About the author - Stephanie Kemp
Stephanie Kemp was born in the Karoo in 1941 and grew up with her two sisters in Malmesbury in the Swartland. The town was dominated by the Dutch Reformed Church, and therefore her upbringing was dominated by Afrikaans traditions. Her father who was deeply committed to Afrikaner nationalism arsing from the family's experiences in the South African War, worked as a principal of the Swartland Laerskool. Her cousins were members of the Afrikaner Broederbond. Her mother came from a Methodist missionary tradition.

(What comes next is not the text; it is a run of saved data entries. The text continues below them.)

//! Structured logging.
//!
//! # Design Decisions
//! - Uses tracing crate for structured logging
//! - JSON format for production, pretty format for development
//! - `RUST_LOG` wins over the configured level

use tracing_subscriber::{layer::SubscriberExt, util::SubscriberInitExt, EnvFilter};

use crate::config::ObservabilityConfig;

/// Filter used when `RUST_LOG` is unset.
pub fn default_filter(level: &str) -> String {
    format!("listener_group={level},tower_http={level}")
}

/// Install the global tracing subscriber.
pub fn init_logging(
    config: &ObservabilityConfig,
) -> Result<(), tracing_subscriber::util::TryInitError> {
    let filter = EnvFilter::try_from_default_env()
        .unwrap_or_else(|_| EnvFilter::new(default_filter(&config.log_level)));
    let registry = tracing_subscriber::registry().with(filter);

    if config.log_format == "json" {
        registry.with(tracing_subscriber::fmt::layer().json()).try_init()
    } else {
        registry.with(tracing_subscriber::fmt::layer()).try_init()
    }
}
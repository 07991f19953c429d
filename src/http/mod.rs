//! HTTP protocol handling subsystem.
//!
//! # Data Flow
//! ```text
//! Accepted connection (net::listener)
//!     → request.rs (request ID, trace span)
//!     → net::connection (in-flight tracking)
//!     → handler.rs (placeholder work, fixed response)
//! ```

pub mod handler;
pub mod request;

pub use handler::SlowHandler;
pub use request::{request_id_layers, UuidRequestId, X_REQUEST_ID};
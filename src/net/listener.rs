//! Listener abstraction and the HTTP listener implementation.
//!
//! # Responsibilities
//! - Bind to the configured address, failing fast on bind errors
//! - Serve requests through the listener's handler
//! - Stop accepting on request and drain accepted connections
//! - Abandon connections that are still open once the caller gives up
//! - Track in-flight requests and enforce the per-listener limit

use std::future::{Future, IntoFuture};
use std::net::SocketAddr;
use std::sync::OnceLock;

use axum::{
    extract::{Request, State},
    middleware::{self, Next},
    response::Response,
    Router,
};
use tokio::net::TcpListener;
use tokio::sync::watch;
use tokio_util::sync::CancellationToken;

use crate::config::ListenerConfig;
use crate::error::{Error, Result};
use crate::http::request::request_id_layers;
use crate::net::connection::InFlightTracker;

/// A long-running service that can be asked to stop.
///
/// `serve` and `shutdown` are called from different tasks on the same shared
/// listener, so both take `&self`.
pub trait Listener: Send + Sync + 'static {
    /// Address the listener was configured with.
    fn address(&self) -> &str;

    /// Run until stopped. Returns `Ok(())` once a requested stop has drained.
    fn serve(&self) -> impl Future<Output = Result<()>> + Send;

    /// Request a stop and wait for accepted work to finish.
    ///
    /// Callers bound this with their own deadline.
    fn shutdown(&self) -> impl Future<Output = Result<()>> + Send;

    /// Stop waiting for accepted work. `serve` returns promptly afterwards,
    /// leaving any remaining connections to finish on their own.
    fn abort(&self);
}

/// What a listener serves and where.
#[derive(Debug, Clone)]
pub struct ListenerSpec {
    /// Listener identifier for logging/metrics.
    pub name: String,
    /// Bind address (e.g., "127.0.0.1:8080").
    pub address: String,
    /// Request handler.
    pub handler: Router,
    /// Maximum concurrently served requests.
    pub max_connections: usize,
}

impl ListenerSpec {
    pub fn new(name: impl Into<String>, address: impl Into<String>, handler: Router) -> Self {
        Self {
            name: name.into(),
            address: address.into(),
            handler,
            max_connections: 10_000,
        }
    }

    pub fn from_config(config: &ListenerConfig, handler: Router) -> Self {
        Self {
            name: config.name.clone(),
            address: config.bind_address.clone(),
            handler,
            max_connections: config.max_connections,
        }
    }
}

/// Listener lifecycle states.
#[derive(Debug, Clone, Copy, PartialEq, Eq)]
pub enum ListenerState {
    /// Not yet bound.
    Idle,
    /// Bound and accepting connections.
    Serving,
    /// No longer accepting; finishing accepted connections.
    Draining,
    /// Serve loop has returned, drained or abandoned.
    Stopped,
}

/// An axum server that drains gracefully when asked to stop.
pub struct HttpListener {
    spec: ListenerSpec,
    stop: CancellationToken,
    abandon: CancellationToken,
    state: watch::Sender<ListenerState>,
    local_addr: OnceLock<SocketAddr>,
    in_flight: InFlightTracker,
}

impl HttpListener {
    pub fn new(spec: ListenerSpec) -> Self {
        let (state, _) = watch::channel(ListenerState::Idle);
        let in_flight = InFlightTracker::new(spec.name.as_str(), spec.max_connections);
        Self {
            spec,
            stop: CancellationToken::new(),
            abandon: CancellationToken::new(),
            state,
            local_addr: OnceLock::new(),
            in_flight,
        }
    }

    pub fn name(&self) -> &str {
        &self.spec.name
    }

    pub fn state(&self) -> ListenerState {
        *self.state.borrow()
    }

    /// The bound address, once the listener has bound.
    pub fn local_addr(&self) -> Option<SocketAddr> {
        self.local_addr.get().copied()
    }

    /// Wait until the listener has bound or given up. Returns the bound address, if any.
    pub async fn wait_bound(&self) -> Option<SocketAddr> {
        let mut rx = self.state.subscribe();
        let _ = rx.wait_for(|state| *state != ListenerState::Idle).await;
        self.local_addr()
    }

    pub fn in_flight(&self) -> &InFlightTracker {
        &self.in_flight
    }

    async fn bind(&self) -> Result<TcpListener> {
        let bind_error = |source| Error::Bind {
            address: self.spec.address.clone(),
            source,
        };

        let addr: SocketAddr = self.spec.address.parse().map_err(|e| {
            bind_error(std::io::Error::new(std::io::ErrorKind::InvalidInput, e))
        })?;

        let listener = TcpListener::bind(addr).await.map_err(|e| {
            if e.kind() == std::io::ErrorKind::AddrInUse {
                tracing::error!(listener = %self.spec.name, address = %addr, "Address already in use");
            }
            bind_error(e)
        })?;

        let local_addr = listener.local_addr().map_err(bind_error)?;
        let _ = self.local_addr.set(local_addr);

        tracing::info!(
            listener = %self.spec.name,
            address = %local_addr,
            max_connections = self.spec.max_connections,
            "Listener bound"
        );
        Ok(listener)
    }

    fn router(&self) -> Router {
        self.spec
            .handler
            .clone()
            .layer(middleware::from_fn_with_state(
                self.in_flight.clone(),
                track_in_flight,
            ))
            .layer(request_id_layers())
    }
}

impl Listener for HttpListener {
    fn address(&self) -> &str {
        &self.spec.address
    }

    async fn serve(&self) -> Result<()> {
        if self.stop.is_cancelled() {
            tracing::debug!(listener = %self.spec.name, "Stop requested before serving");
            self.state.send_replace(ListenerState::Stopped);
            return Ok(());
        }

        tracing::info!(listener = %self.spec.name, address = %self.spec.address, "Listener starting");
        let listener = match self.bind().await {
            Ok(listener) => listener,
            Err(err) => {
                self.state.send_replace(ListenerState::Stopped);
                return Err(err);
            }
        };
        self.state.send_replace(ListenerState::Serving);

        let server = axum::serve(listener, self.router())
            .with_graceful_shutdown(self.stop.clone().cancelled_owned())
            .into_future();
        let result = tokio::select! {
            result = server => result,
            _ = self.abandon.cancelled() => {
                tracing::warn!(
                    listener = %self.spec.name,
                    in_flight = self.in_flight.active_count(),
                    "Abandoning open connections"
                );
                Ok(())
            }
        };

        self.state.send_replace(ListenerState::Stopped);
        tracing::info!(listener = %self.spec.name, "Listener stopped");

        result.map_err(|source| Error::Serve {
            address: self.spec.address.clone(),
            source,
        })
    }

    async fn shutdown(&self) -> Result<()> {
        self.stop.cancel();
        self.state.send_if_modified(|state| {
            if *state == ListenerState::Serving {
                *state = ListenerState::Draining;
                true
            } else {
                false
            }
        });

        tracing::debug!(
            listener = %self.spec.name,
            in_flight = self.in_flight.active_count(),
            "Draining in-flight requests"
        );

        let mut rx = self.state.subscribe();
        // The sender is owned by `self`, so the channel stays open.
        let _ = rx.wait_for(|state| *state == ListenerState::Stopped).await;
        Ok(())
    }

    fn abort(&self) {
        self.stop.cancel();
        self.abandon.cancel();
    }
}

async fn track_in_flight(
    State(tracker): State<InFlightTracker>,
    request: Request,
    next: Next,
) -> Response {
    let _guard = tracker.track().await;
    next.run(request).await
}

After completing her matric in Port Elizabeth, Kemp went on to study Physiotherapy at the University of Cape Town (UCT) in 1960. Political turmoil in the country, particularly the Sharpeville Massacre, compelled Kemp to search for a political identity. She joined the Defence and Aid Fund in the Cape where she worked with Dora Alexander, Ray Edwards, Albie Sachs' mother, and Sarah Carneson among others. She was subsequently recruited into the South African Communist Party (SACP). Through her interaction with SACP members and its ideology she became radicalised. Most importantly, through the experience of Cape Town she became resistant to Afrikaans and subsequently refused to speak it anymore.
Read more here: www.sahistory.org.za/people/stephanie-kemp
About the book - Through an Unforgettable Storm: The Forging of a Loyal Cadre
The Struggle against Apartheid South Africa is vividly reflected in this personal memoir of a white South African.
Stephanie Kemp traces her origins in South Africa back to the 17th Century. She grew up in a conservative white Afrikaner family and small town community. Despite this environment, she became aware of the discrimination against black South Africans even before she started school. She entered the University of Cape Town in 1960, a year of great upheaval in South Africa. The year of the Sharpeville Massacre, a rural uprising in Mpondoland and the first attempt to assassinate the architect of Apartheid, Hendrik Verwoerd.
When she was 20 years old she was recruited into the clandestine South African Communist Party that had been outlawed in 1950, more than ten years earlier.
She also became part of the African Resistance Movement sabotage organisation. For this she was detained in solitary confinement, beaten up, charged and remained in prison for a year and a half. Much of this time she was the only white woman political prisoner.
She left South Africa becoming stateless. In London she married lawyer Albie Sachs. Over the 24 years of her exile from her homeland, she remained involved in the underground work of the South African Communist Party and the African National Congress. She worked closely with Joe Slovo and Dr. Yusuf Dadoo both icons of the liberation struggle.
She returned to South Africa in 1990 and participated in the excitement of the years to the ANC's victory in the first democratic elections of 1994. She has also lived through the disappointment of the Jacob Zuma presidency and the response across wide sectors of the South African population to the corrupt capture of the state he leads.